The leading example of discrepancy between UML and Alloy is the Iterate operation, which has no equivalent in Alloy. The Iterate concept is used for imperative-style iteration over collections, however Alloy is a declarative-oriented language, and as such no generic translation exists.

By consulting our dataset with respect to the Iteratre construct, we observe that:

8% (19/245) of repositories use the Iterate construct;
only 5% of (24/504) of all meta-models within these projects use the construct. It thus appears that the number of meta-models per project that use Iterate is limited;
at an even larger scale, less than 1% (82/9173) of OCL expressions make use of the Iterate construct. So even within the limited number of meta-models that use the construct, the amount of OCL expressions that require it also limited.

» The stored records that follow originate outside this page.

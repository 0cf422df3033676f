use chrono::Utc;
use migration::OnConflict;
use sea_orm::{
    sea_query::Expr, ActiveValue, ColumnTrait, DatabaseConnection, DbErr, EntityTrait,
    PaginatorTrait, QueryFilter, QueryOrder,
};

use crate::server::model::{leaderboard::LedgerEntry, member::MemberProfile};

pub struct LeaderboardRepository<'a> {
    db: &'a DatabaseConnection,
}

impl<'a> LeaderboardRepository<'a> {
    pub fn new(db: &'a DatabaseConnection) -> Self {
        Self { db }
    }

    /// Creates the member's entry with a zero balance, or refreshes its cached names.
    ///
    /// The balance of an existing entry is never touched.
    pub async fn upsert_member(
        &self,
        guild_id: u64,
        user_id: u64,
        profile: &MemberProfile,
    ) -> Result<(), DbErr> {
        let now = Utc::now();

        entity::prelude::Leaderboard::insert(entity::leaderboard::ActiveModel {
            guild_id: ActiveValue::Set(guild_id.to_string()),
            user_id: ActiveValue::Set(user_id.to_string()),
            username: ActiveValue::Set(profile.username.clone()),
            display_name: ActiveValue::Set(profile.display_name.clone()),
            points: ActiveValue::Set(0),
            total_points_earned: ActiveValue::Set(0),
            last_updated: ActiveValue::Set(now),
            created_at: ActiveValue::Set(now),
        })
        .on_conflict(
            OnConflict::columns([
                entity::leaderboard::Column::GuildId,
                entity::leaderboard::Column::UserId,
            ])
            .update_columns([
                entity::leaderboard::Column::Username,
                entity::leaderboard::Column::DisplayName,
                entity::leaderboard::Column::LastUpdated,
            ])
            .to_owned(),
        )
        .exec_without_returning(self.db)
        .await?;

        Ok(())
    }

    /// Adds `delta` to a member's balance, keeping the result within `0..=i32::MAX`.
    ///
    /// Ensures the entry exists first, then applies the clamp as a single UPDATE so
    /// concurrent adjustments never read-modify-write the balance client side.
    ///
    /// # Arguments
    /// - `guild_id` - Guild of the entry
    /// - `user_id` - Member of the entry
    /// - `delta` - Signed amount to add
    /// - `profile` - Names refreshed on the entry
    ///
    /// # Returns
    /// - `Ok(LedgerEntry)` - Entry after the adjustment
    /// - `Err(DbErr)` - Database error
    pub async fn adjust_points(
        &self,
        guild_id: u64,
        user_id: u64,
        delta: i32,
        profile: &MemberProfile,
    ) -> Result<LedgerEntry, DbErr> {
        self.upsert_member(guild_id, user_id, profile).await?;

        let delta = i64::from(delta);
        let max = i64::from(i32::MAX);

        // summed as BIGINT so the bounds are checked before narrowing back to the column
        entity::prelude::Leaderboard::update_many()
            .col_expr(
                entity::leaderboard::Column::Points,
                Expr::cust_with_values(
                    r#"CASE WHEN CAST("points" AS BIGINT) + ? < 0 THEN 0 WHEN CAST("points" AS BIGINT) + ? > ? THEN ? ELSE CAST("points" AS BIGINT) + ? END"#,
                    [delta, delta, max, max, delta],
                ),
            )
            .col_expr(
                entity::leaderboard::Column::LastUpdated,
                Expr::value(Utc::now()),
            )
            .filter(entity::leaderboard::Column::GuildId.eq(guild_id.to_string()))
            .filter(entity::leaderboard::Column::UserId.eq(user_id.to_string()))
            .exec(self.db)
            .await?;

        self.get(guild_id, user_id).await?.ok_or(DbErr::RecordNotFound(format!(
            "Leaderboard entry for user {} in guild {} not found after adjustment",
            user_id, guild_id
        )))
    }

    /// Overwrites a member's balance, creating the entry if needed.
    ///
    /// Negative values are stored as zero.
    pub async fn set_points(
        &self,
        guild_id: u64,
        user_id: u64,
        points: i32,
        profile: &MemberProfile,
    ) -> Result<LedgerEntry, DbErr> {
        let now = Utc::now();

        entity::prelude::Leaderboard::insert(entity::leaderboard::ActiveModel {
            guild_id: ActiveValue::Set(guild_id.to_string()),
            user_id: ActiveValue::Set(user_id.to_string()),
            username: ActiveValue::Set(profile.username.clone()),
            display_name: ActiveValue::Set(profile.display_name.clone()),
            points: ActiveValue::Set(points.max(0)),
            total_points_earned: ActiveValue::Set(0),
            last_updated: ActiveValue::Set(now),
            created_at: ActiveValue::Set(now),
        })
        .on_conflict(
            OnConflict::columns([
                entity::leaderboard::Column::GuildId,
                entity::leaderboard::Column::UserId,
            ])
            .update_columns([
                entity::leaderboard::Column::Username,
                entity::leaderboard::Column::DisplayName,
                entity::leaderboard::Column::Points,
                entity::leaderboard::Column::LastUpdated,
            ])
            .to_owned(),
        )
        .exec_without_returning(self.db)
        .await?;

        self.get(guild_id, user_id).await?.ok_or(DbErr::RecordNotFound(format!(
            "Leaderboard entry for user {} in guild {} not found after update",
            user_id, guild_id
        )))
    }

    /// Gets a member's entry.
    pub async fn get(&self, guild_id: u64, user_id: u64) -> Result<Option<LedgerEntry>, DbErr> {
        entity::prelude::Leaderboard::find_by_id((guild_id.to_string(), user_id.to_string()))
            .one(self.db)
            .await?
            .map(LedgerEntry::from_entity)
            .transpose()
    }

    /// Deletes a member's entry.
    ///
    /// # Returns
    /// - `Ok(true)` - Entry deleted
    /// - `Ok(false)` - No entry existed
    pub async fn remove(&self, guild_id: u64, user_id: u64) -> Result<bool, DbErr> {
        let result = entity::prelude::Leaderboard::delete_by_id((
            guild_id.to_string(),
            user_id.to_string(),
        ))
        .exec(self.db)
        .await?;

        Ok(result.rows_affected > 0)
    }

    /// Gets one page of a guild's entries, highest balance first, ties by user id.
    ///
    /// # Arguments
    /// - `guild_id` - Guild to list
    /// - `page` - Page number (0-indexed)
    /// - `per_page` - Entries per page
    ///
    /// # Returns
    /// - `Ok((Vec<LedgerEntry>, u64))` - Entries on the page and total entry count
    /// - `Err(DbErr)` - Database error
    pub async fn get_page(
        &self,
        guild_id: u64,
        page: u64,
        per_page: u64,
    ) -> Result<(Vec<LedgerEntry>, u64), DbErr> {
        let paginator = entity::prelude::Leaderboard::find()
            .filter(entity::leaderboard::Column::GuildId.eq(guild_id.to_string()))
            .order_by_desc(entity::leaderboard::Column::Points)
            .order_by_asc(entity::leaderboard::Column::UserId)
            .paginate(self.db, per_page);

        let total = paginator.num_items().await?;
        let entries = paginator
            .fetch_page(page)
            .await?
            .into_iter()
            .map(LedgerEntry::from_entity)
            .collect::<Result<Vec<_>, _>>()?;

        Ok((entries, total))
    }

    /// Counts entries in a guild with a balance strictly above `points`.
    pub async fn count_above(&self, guild_id: u64, points: i32) -> Result<u64, DbErr> {
        entity::prelude::Leaderboard::find()
            .filter(entity::leaderboard::Column::GuildId.eq(guild_id.to_string()))
            .filter(entity::leaderboard::Column::Points.gt(points))
            .count(self.db)
            .await
    }
}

Hence, most OCL expressions are not affected by the limitation identified by Anastasakis et al. (2008), and the technique of Anastasakis et al. (2008) can be applied to almost all expressions.

6 Related Work

The need for replication on larger dataset from a broad context of domains publicly has been listed as future work for many empirical study in MDE; more recently this need has been also recognized by researchers in MDE (Gogolla et al. 2013; Gogolla and Cabot 2016).

As explained in the Introduction most of the research so far has either considered prepared datasets rather than the real-world ones (e.g., the work of Reynoso et al. 2006 and Correa et al. 2007) or relatively small collections of OCL expressions (e.g., the work of Correa et al. 2015, Cabot,^{Footnote 6} and Basciani et al. 2014). The current submission is based on and extends two of our earlier publications (Noten et al. 2017a; Mengerink et al. 2017a). In Noten et al. (2017a) we have described the data collection process, presented the dataset of OCL expressions derived from the Ecore meta-models, replicated a study of Cadavid et al. (2015) and evaluated the assumptions made by a previous work of Anastasakis et al. (2008). In the follow-up work (Mengerink et al. 2017a) we have compared complexity of OCL expressions derived from open-source and industrial meta-models.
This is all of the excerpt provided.